1987: The Atari Mega ST 2 ships with a blitter chip. Officially called the "Atari ST Bit-Block Transfer Processor", stylized as BLiTTER, it provides 16 options for merging source and destination data. The blitter is supported on most subsequent ST machines.

1989: The short-lived Atari Transputer Workstation contains blitter hardware as part of its (Mega ST-based) "Blossom" video system.

1989: The Atari Lynx color handheld game system has a custom blitter with scaling and distortion effects.

1993: The Atari Jaguar game console has blitter hardware as part of the custom "Tom" chip.

1996: The VESA Group introduced a standardized way to access features like hardware Bit Block transfers with VBE/accelerator functions (VBE/AF) on IBM PC compatibles.

==Operation==

Sprites (left) and associated masks

Typically, a computer program puts information into certain hardware registers describing what memory transfer needs to be completed and the logical operations to perform on the data. The CPU then triggers the blitter to begin operating. The CPU is free for other processing while the blitter is working, though the blit running in parallel uses memory bandwidth.

To copy data with fully transparent pixels—such as sprites—some hardware allows a specific pixel value to be ignored, such as color 0, during the blit. Those pixels are not written to the destination.

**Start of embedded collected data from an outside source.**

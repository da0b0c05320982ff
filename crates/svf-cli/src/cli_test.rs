use super::*;
use clap::CommandFactory;

#[test]
fn verify_cli_args() {
    // Validates the entire command tree: short flag conflicts,
    // duplicate args, and other clap definition errors.
    Cli::command().debug_assert();
}
//! Audit store and rejection sink
//!
//! Rejected rows are quarantined into `audit.rejected_rows`, an
//! append-only table: one record per (row, failing rule), full row
//! payload as a JSON document, timestamp assigned by the store at write
//! time. Payload schemas differ table to table; the JSON column absorbs
//! that. Nothing ever updates or deletes entries.

use crate::error::{EngineError, EngineResult};
use serde::Serialize;
use svf_core::sql_utils::escape_sql_string;
use svf_db::Database;

/// Qualified name of the audit table
pub const AUDIT_TABLE: &str = "audit.rejected_rows";

/// Durable quarantine log for rejected rows
pub struct AuditStore<'a> {
    db: &'a dyn Database,
}

/// One audit entry read back from the store
#[derive(Debug, Clone, Serialize)]
pub struct RejectedRow {
    /// Silver table the row was rejected from
    pub table_name: String,

    /// Reason code from the matching quality rule
    pub reason: String,

    /// Full rejected row as a JSON document
    pub payload: serde_json::Value,

    /// Store-assigned write timestamp, rendered as text
    pub rejected_at: String,
}

impl<'a> AuditStore<'a> {
    /// Create a store over a database handle
    pub fn new(db: &'a dyn Database) -> Self {
        Self { db }
    }

    /// Create the audit schema and table if they do not exist
    pub async fn ensure(&self) -> EngineResult<()> {
        self.db.create_schema_if_not_exists("audit").await?;
        self.db
            .execute_batch(
                r#"
                CREATE TABLE IF NOT EXISTS audit.rejected_rows (
                    table_name  VARCHAR NOT NULL,
                    reason      VARCHAR NOT NULL,
                    payload     JSON NOT NULL,
                    rejected_at TIMESTAMP NOT NULL DEFAULT current_timestamp
                );
                "#,
            )
            .await?;
        Ok(())
    }

    /// Append one rejection record. The timestamp is assigned by the
    /// store; existing entries are never touched.
    pub async fn append(
        &self,
        table_name: &str,
        reason: &str,
        payload: &str,
    ) -> EngineResult<()> {
        self.db
            .execute_params(
                "INSERT INTO audit.rejected_rows (table_name, reason, payload) \
                 VALUES (?, ?, CAST(? AS JSON))",
                &[table_name, reason, payload],
            )
            .await
            .map_err(|source| EngineError::QuarantineWrite {
                table: table_name.to_string(),
                source,
            })?;
        Ok(())
    }

    /// Most recent entries, newest first
    pub async fn recent(&self, limit: usize) -> EngineResult<Vec<RejectedRow>> {
        let sql = format!(
            "SELECT table_name, reason, CAST(payload AS VARCHAR), CAST(rejected_at AS VARCHAR) \
             FROM audit.rejected_rows ORDER BY rejected_at DESC LIMIT {limit}"
        );
        let rows = self.db.query_rows(&sql).await?;

        let mut out = Vec::with_capacity(rows.len());
        for row in rows {
            let [table_name, reason, payload, rejected_at]: [String; 4] =
                row.try_into().map_err(|_| {
                    EngineError::Db(svf_db::DbError::ExecutionError(
                        "audit query returned an unexpected column count".to_string(),
                    ))
                })?;
            out.push(RejectedRow {
                table_name,
                reason,
                payload: serde_json::from_str(&payload)?,
                rejected_at,
            });
        }
        Ok(out)
    }

    /// Number of entries for a table under one reason
    pub async fn count_for(&self, table_name: &str, reason: &str) -> EngineResult<usize> {
        let sql = format!(
            "SELECT * FROM audit.rejected_rows WHERE table_name = '{}' AND reason = '{}'",
            escape_sql_string(table_name),
            escape_sql_string(reason)
        );
        Ok(self.db.query_count(&sql).await?)
    }
}

/// Writes rejections for one table to the audit store, tallying as it
/// goes. Dedup never goes through here - duplicate removal is data
/// hygiene, not a quality violation.
pub struct RejectionSink<'a> {
    store: &'a AuditStore<'a>,
    table: String,
    recorded: usize,
}

impl<'a> RejectionSink<'a> {
    /// Create a sink bound to one silver table
    pub fn new(store: &'a AuditStore<'a>, table: &str) -> Self {
        Self {
            store,
            table: table.to_string(),
            recorded: 0,
        }
    }

    /// Record one rejected row under a reason code
    pub async fn record(&mut self, reason: &str, payload: &str) -> EngineResult<()> {
        self.store.append(&self.table, reason, payload).await?;
        self.recorded += 1;
        Ok(())
    }

    /// Total rows recorded through this sink
    pub fn recorded(&self) -> usize {
        self.recorded
    }
}
//! Silverflow CLI - bronze-to-silver conformance runs

use anyhow::Result;
use clap::Parser;

mod cli;
mod commands;

use cli::Cli;
use commands::{rejections, run, seed};

#[tokio::main]
async fn main() -> Result<()> {
    let cli = Cli::parse();

    let default_level = if cli.global.verbose { "debug" } else { "info" };
    env_logger::Builder::from_env(env_logger::Env::default().default_filter_or(default_level))
        .init();

    match &cli.command {
        cli::Commands::Run(args) => run::execute(args, &cli.global).await,
        cli::Commands::Seed(args) => seed::execute(args, &cli.global).await,
        cli::Commands::Rejections(args) => rejections::execute(args, &cli.global).await,
    }
}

Another approach on some systems is to have a second 1 bit per pixel image used as a mask to indicate which pixels to transfer and which to leave untouched. The mask operates like a stencil. The logical operation is:

destination := (background AND NOT mask) OR sprite

==Other approaches==

Hardware sprites are small bitmaps which can be positioned independently and are composited together with the background on-the-fly by the video chip. The frame buffer is not modified. The downside of sprites is a limit of moving graphics per scanline, which can range from three (Atari 2600) to eight (Commodore 64 and Atari 8-bit computers) to significantly higher for 16-bit consoles and arcade hardware (the Neo Geo can display 96 sprites per line). The inability to update a permanent bitmap makes them unsuitable for general desktop GUI acceleration.